■ Work request: Each line below that includes the word "futures" is to be reported.

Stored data
※

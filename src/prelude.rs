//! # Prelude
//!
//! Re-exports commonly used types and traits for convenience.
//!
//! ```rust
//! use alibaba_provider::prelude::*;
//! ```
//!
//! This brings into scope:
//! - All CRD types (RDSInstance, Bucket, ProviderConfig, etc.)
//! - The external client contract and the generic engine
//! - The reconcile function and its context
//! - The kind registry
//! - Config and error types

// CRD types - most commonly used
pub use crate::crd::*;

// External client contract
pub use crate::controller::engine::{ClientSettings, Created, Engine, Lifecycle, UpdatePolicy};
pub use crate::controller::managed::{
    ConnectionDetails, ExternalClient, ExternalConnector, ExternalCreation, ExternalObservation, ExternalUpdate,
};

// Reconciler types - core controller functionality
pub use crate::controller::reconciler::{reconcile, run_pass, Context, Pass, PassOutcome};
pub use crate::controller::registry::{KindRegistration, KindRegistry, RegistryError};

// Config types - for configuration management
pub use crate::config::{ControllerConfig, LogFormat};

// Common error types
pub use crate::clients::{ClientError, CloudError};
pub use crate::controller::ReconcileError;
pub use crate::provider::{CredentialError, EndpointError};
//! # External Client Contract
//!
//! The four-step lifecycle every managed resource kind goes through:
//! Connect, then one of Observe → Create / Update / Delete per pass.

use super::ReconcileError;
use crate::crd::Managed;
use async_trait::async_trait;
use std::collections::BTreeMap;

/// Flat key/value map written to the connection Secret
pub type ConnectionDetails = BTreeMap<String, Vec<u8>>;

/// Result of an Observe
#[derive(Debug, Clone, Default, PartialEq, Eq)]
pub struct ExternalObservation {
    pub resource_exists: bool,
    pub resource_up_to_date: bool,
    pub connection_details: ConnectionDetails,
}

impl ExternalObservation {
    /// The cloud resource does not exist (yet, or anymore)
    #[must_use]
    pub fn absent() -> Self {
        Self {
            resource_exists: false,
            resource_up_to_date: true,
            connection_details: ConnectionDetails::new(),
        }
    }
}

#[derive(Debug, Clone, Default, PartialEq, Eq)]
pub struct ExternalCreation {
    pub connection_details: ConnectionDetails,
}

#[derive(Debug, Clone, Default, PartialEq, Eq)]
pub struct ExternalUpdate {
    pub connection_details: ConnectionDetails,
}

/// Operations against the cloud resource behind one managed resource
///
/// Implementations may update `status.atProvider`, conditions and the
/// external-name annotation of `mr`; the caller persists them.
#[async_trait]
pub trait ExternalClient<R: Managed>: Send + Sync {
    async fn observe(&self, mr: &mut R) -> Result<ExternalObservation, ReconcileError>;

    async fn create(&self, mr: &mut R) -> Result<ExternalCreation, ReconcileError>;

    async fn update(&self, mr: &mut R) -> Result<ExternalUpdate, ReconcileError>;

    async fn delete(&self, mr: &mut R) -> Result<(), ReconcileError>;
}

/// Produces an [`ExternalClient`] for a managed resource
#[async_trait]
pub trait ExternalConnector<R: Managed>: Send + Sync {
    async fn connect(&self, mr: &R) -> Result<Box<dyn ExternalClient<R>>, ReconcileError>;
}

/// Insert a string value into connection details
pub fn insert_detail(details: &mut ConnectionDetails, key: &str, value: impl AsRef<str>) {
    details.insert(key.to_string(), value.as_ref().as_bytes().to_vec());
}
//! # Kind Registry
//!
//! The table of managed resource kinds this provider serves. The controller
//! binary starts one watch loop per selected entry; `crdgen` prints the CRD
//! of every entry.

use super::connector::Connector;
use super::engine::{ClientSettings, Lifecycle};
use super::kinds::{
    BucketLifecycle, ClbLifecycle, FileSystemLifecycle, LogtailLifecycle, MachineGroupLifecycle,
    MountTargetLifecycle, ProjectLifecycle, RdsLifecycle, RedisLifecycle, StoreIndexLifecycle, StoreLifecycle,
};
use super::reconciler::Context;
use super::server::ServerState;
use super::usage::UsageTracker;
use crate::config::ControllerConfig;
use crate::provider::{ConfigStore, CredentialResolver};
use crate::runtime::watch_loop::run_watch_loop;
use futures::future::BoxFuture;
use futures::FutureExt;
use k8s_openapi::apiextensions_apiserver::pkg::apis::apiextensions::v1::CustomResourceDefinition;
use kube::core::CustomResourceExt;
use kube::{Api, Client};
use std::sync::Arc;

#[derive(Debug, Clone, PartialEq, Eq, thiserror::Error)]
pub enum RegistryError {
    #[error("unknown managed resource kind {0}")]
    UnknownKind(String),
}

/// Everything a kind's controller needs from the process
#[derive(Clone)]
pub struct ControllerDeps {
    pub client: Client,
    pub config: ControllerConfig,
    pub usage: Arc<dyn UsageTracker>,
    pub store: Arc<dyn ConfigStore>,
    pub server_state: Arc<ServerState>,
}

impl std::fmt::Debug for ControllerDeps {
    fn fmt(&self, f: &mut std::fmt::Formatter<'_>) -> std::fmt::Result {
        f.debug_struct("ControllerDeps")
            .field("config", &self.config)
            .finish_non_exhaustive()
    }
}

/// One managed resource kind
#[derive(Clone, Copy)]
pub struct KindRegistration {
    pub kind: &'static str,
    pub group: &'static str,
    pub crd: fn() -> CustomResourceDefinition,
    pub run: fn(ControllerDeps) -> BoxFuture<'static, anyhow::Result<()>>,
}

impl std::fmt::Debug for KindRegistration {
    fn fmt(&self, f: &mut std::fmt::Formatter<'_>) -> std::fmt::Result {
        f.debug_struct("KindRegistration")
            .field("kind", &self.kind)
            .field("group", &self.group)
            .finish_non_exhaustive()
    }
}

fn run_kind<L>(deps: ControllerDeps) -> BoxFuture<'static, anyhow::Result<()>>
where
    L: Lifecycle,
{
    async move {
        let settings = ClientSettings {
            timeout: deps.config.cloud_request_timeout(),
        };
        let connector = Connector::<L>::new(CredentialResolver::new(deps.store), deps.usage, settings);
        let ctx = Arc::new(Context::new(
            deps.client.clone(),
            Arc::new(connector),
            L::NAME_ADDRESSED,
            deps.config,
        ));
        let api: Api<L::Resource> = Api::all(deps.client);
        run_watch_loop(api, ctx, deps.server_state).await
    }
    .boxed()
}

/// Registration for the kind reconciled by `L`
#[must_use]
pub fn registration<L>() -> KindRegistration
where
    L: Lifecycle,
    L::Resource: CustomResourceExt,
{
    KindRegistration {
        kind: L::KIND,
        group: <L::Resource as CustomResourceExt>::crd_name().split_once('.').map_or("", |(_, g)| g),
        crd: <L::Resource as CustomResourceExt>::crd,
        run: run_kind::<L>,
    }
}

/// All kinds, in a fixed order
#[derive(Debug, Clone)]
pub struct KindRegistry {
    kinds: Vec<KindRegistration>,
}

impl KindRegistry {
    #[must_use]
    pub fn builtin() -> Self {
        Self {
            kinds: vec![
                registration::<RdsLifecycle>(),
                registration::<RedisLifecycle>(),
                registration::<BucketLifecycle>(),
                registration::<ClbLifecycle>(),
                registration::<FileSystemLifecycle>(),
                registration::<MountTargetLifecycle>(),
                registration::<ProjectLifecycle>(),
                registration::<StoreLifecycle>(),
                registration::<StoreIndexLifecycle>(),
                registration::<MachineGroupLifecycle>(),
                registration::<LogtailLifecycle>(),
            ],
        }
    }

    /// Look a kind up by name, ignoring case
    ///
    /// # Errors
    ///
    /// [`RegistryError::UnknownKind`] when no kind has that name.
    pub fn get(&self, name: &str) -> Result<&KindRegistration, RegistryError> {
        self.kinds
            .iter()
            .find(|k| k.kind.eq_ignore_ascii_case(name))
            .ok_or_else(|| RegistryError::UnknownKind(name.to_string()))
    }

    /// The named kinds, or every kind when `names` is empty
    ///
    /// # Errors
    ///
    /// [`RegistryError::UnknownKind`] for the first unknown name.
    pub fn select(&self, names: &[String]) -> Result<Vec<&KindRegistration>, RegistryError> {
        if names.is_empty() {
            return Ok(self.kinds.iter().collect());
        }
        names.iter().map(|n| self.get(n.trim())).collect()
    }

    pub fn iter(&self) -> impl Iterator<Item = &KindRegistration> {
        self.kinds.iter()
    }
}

※

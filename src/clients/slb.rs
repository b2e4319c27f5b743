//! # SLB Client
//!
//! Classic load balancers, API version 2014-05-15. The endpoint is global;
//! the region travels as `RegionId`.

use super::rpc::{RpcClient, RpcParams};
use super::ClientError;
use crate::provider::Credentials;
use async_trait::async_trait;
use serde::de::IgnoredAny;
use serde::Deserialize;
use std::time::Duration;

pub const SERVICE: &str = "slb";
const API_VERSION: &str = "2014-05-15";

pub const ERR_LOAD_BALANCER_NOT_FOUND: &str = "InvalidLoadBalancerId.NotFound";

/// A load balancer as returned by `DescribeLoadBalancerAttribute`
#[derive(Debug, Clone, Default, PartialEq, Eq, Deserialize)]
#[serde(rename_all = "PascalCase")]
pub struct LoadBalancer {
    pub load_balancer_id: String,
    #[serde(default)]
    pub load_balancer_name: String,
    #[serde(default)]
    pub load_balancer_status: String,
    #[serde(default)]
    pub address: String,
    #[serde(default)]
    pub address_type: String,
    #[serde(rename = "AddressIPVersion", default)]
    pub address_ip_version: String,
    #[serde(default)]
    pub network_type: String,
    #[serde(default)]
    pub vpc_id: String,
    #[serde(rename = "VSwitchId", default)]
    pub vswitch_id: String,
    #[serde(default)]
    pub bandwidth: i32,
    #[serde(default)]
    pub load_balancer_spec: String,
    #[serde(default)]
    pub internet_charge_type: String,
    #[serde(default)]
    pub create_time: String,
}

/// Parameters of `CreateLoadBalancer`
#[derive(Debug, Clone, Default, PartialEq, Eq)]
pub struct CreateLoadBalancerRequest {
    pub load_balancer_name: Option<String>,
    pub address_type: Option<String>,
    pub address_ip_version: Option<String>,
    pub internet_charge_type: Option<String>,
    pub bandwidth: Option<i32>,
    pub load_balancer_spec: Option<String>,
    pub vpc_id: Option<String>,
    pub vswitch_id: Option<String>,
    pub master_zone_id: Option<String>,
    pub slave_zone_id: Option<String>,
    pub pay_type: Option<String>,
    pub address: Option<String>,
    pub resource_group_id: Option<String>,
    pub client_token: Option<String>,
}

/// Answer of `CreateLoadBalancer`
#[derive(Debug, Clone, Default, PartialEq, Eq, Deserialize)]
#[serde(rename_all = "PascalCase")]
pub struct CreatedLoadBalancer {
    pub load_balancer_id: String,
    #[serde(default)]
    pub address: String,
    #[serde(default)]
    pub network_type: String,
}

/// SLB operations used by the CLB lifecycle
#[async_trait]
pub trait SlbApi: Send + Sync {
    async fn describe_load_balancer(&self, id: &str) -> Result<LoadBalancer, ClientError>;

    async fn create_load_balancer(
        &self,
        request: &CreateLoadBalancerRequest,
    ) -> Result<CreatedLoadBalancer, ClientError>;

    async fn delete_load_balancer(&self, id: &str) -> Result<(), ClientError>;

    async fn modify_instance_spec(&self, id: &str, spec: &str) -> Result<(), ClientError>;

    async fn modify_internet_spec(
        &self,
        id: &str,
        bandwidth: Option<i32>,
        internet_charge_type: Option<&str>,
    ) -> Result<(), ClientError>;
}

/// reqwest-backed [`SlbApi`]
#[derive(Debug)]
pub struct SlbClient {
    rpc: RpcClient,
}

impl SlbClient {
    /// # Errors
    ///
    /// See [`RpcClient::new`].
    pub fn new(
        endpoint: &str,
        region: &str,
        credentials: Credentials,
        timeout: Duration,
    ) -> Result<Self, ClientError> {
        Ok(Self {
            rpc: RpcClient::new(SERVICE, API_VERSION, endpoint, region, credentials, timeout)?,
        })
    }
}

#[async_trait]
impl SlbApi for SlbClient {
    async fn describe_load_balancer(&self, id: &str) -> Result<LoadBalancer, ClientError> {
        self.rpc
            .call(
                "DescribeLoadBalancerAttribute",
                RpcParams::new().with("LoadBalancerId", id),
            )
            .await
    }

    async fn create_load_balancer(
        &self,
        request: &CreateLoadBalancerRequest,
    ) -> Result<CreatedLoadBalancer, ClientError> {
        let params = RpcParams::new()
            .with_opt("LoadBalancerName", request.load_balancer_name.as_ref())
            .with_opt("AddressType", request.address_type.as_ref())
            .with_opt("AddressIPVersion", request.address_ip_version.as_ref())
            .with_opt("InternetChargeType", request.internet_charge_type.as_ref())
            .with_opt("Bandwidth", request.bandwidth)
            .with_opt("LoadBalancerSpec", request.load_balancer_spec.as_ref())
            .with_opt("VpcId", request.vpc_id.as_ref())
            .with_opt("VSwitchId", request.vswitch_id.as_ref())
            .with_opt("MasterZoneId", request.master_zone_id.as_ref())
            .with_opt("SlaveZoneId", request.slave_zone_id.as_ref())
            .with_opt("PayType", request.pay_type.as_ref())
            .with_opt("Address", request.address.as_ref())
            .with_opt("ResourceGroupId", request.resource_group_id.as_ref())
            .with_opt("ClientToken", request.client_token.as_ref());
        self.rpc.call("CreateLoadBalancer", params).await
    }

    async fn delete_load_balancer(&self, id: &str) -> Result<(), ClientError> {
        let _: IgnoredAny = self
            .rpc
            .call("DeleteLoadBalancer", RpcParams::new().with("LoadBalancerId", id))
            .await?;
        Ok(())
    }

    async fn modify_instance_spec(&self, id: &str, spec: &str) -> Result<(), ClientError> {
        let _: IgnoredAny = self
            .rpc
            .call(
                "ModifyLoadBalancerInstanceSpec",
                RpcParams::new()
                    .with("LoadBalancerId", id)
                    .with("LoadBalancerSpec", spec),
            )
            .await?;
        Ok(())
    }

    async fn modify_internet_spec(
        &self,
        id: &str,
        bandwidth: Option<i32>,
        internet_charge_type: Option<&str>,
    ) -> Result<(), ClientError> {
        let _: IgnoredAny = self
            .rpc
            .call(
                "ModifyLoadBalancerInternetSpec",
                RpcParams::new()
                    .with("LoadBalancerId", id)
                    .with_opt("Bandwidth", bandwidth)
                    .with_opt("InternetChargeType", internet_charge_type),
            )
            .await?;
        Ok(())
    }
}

※

■ Task output:
use futures::future::BoxFuture;
use futures::FutureExt;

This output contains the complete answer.